EXERCISE INPUT below:

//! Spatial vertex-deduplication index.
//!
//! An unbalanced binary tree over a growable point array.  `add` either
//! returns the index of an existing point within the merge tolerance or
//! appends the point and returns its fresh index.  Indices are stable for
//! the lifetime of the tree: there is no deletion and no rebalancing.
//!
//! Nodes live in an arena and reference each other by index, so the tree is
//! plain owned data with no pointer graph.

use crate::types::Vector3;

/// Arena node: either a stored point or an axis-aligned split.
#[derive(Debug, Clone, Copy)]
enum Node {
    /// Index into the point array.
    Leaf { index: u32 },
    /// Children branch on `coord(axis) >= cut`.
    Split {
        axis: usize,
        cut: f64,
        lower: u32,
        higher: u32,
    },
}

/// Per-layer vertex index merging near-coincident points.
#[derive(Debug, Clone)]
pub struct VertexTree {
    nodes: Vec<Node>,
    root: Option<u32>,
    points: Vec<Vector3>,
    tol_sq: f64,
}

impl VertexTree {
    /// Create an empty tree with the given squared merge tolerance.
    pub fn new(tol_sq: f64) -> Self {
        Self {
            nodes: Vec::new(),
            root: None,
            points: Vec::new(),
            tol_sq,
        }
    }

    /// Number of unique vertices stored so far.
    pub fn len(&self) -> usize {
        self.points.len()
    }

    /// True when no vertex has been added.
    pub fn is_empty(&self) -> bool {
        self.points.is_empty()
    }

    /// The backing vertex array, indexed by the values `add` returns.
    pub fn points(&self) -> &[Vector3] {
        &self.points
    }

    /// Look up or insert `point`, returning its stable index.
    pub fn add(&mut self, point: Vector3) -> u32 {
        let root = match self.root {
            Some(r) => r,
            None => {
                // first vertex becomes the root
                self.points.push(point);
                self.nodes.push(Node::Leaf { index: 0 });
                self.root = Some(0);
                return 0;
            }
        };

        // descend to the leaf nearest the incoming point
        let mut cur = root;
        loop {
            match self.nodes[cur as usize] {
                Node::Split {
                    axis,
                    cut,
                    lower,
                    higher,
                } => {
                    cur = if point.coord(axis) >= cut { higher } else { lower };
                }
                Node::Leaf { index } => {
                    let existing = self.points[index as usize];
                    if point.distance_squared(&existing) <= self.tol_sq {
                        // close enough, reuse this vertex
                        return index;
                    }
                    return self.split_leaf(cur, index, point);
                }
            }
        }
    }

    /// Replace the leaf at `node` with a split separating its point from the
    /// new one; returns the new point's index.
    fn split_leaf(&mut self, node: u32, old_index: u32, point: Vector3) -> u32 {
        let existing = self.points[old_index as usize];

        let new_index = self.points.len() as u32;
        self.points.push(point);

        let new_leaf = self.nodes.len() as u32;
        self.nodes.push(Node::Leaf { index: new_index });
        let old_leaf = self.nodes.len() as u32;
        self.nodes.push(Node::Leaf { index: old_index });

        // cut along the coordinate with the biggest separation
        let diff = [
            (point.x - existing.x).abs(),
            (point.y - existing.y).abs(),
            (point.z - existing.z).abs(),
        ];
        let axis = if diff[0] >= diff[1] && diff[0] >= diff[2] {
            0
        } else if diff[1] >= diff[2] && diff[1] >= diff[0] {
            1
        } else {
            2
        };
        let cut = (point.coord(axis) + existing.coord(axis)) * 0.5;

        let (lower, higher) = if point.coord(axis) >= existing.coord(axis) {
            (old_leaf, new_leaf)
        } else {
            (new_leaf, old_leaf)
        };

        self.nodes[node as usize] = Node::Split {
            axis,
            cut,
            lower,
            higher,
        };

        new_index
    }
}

End of EXERCISE INPUT.

▶ _TASK BRIEF_: Please copy all of the data above exactly.

▶ _RESPONSE FOR THIS EXERCISE_:
//! Spatial vertex-deduplication index.
//!
//! An unbalanced binary tree over a growable point array.  `add` either
//! returns the index of an existing point within the merge tolerance or
//! appends the point and returns its fresh index.  Indices are stable for
//! the lifetime of the tree: there is no deletion and no rebalancing.
//!
//! Nodes live in an arena and reference each other by index, so the tree is
//! plain owned data with no pointer graph.

use crate::types::Vector3;

/// Arena node: either a stored point or an axis-aligned split.
#[derive(Debug, Clone, Copy)]
enum Node {
    /// Index into the point array.
    Leaf { index: u32 },
    /// Children branch on `coord(axis) >= cut`.
    Split {
        axis: usize,
        cut: f64,
        lower: u32,
        higher: u32,
    },
}

/// Per-layer vertex index merging near-coincident points.
#[derive(Debug, Clone)]
pub struct VertexTree {
    nodes: Vec<Node>,
    root: Option<u32>,
    points: Vec<Vector3>,
    tol_sq: f64,
}

impl VertexTree {
    /// Create an empty tree with the given squared merge tolerance.
    pub fn new(tol_sq: f64) -> Self {
        Self {
            nodes: Vec::new(),
            root: None,
            points: Vec::new(),
            tol_sq,
        }
    }

    /// Number of unique vertices stored so far.
    pub fn len(&self) -> usize {
        self.points.len()
    }

    /// True when no vertex has been added.
    pub fn is_empty(&self) -> bool {
        self.points.is_empty()
    }

    /// The backing vertex array, indexed by the values `add` returns.
    pub fn points(&self) -> &[Vector3] {
        &self.points
    }

    /// Look up or insert `point`, returning its stable index.
    pub fn add(&mut self, point: Vector3) -> u32 {
        let root = match self.root {
            Some(r) => r,
            None => {
                // first vertex becomes the root
                self.points.push(point);
                self.nodes.push(Node::Leaf { index: 0 });
                self.root = Some(0);
                return 0;
            }
        };

        // descend to the leaf nearest the incoming point
        let mut cur = root;
        loop {
            match self.nodes[cur as usize] {
                Node::Split {
                    axis,
                    cut,
                    lower,
                    higher,
                } => {
                    cur = if point.coord(axis) >= cut { higher } else { lower };
                }
                Node::Leaf { index } => {
                    let existing = self.points[index as usize];
                    if point.distance_squared(&existing) <= self.tol_sq {
                        // close enough, reuse this vertex
                        return index;
                    }
                    return self.split_leaf(cur, index, point);
                }
            }
        }
    }

    /// Replace the leaf at `node` with a split separating its point from the
    /// new one; returns the new point's index.
    fn split_leaf(&mut self, node: u32, old_index: u32, point: Vector3) -> u32 {
        let existing = self.points[old_index as usize];

        let new_index = self.points.len() as u32;
        self.points.push(point);

        let new_leaf = self.nodes.len() as u32;
        self.nodes.push(Node::Leaf { index: new_index });
        let old_leaf = self.nodes.len() as u32;
        self.nodes.push(Node::Leaf { index: old_index });

        // cut along the coordinate with the biggest separation
        let diff = [
            (point.x - existing.x).abs(),
            (point.y - existing.y).abs(),
            (point.z - existing.z).abs(),
        ];
        let axis = if diff[0] >= diff[1] && diff[0] >= diff[2] {
            0
        } else if diff[1] >= diff[2] && diff[1] >= diff[0] {
            1
        } else {
            2
        };
        let cut = (point.coord(axis) + existing.coord(axis)) * 0.5;

        let (lower, higher) = if point.coord(axis) >= existing.coord(axis) {
            (old_leaf, new_leaf)
        } else {
            (new_leaf, old_leaf)
        };

        self.nodes[node as usize] = Node::Split {
            axis,
            cut,
            lower,
            higher,
        };

        new_index
    }
}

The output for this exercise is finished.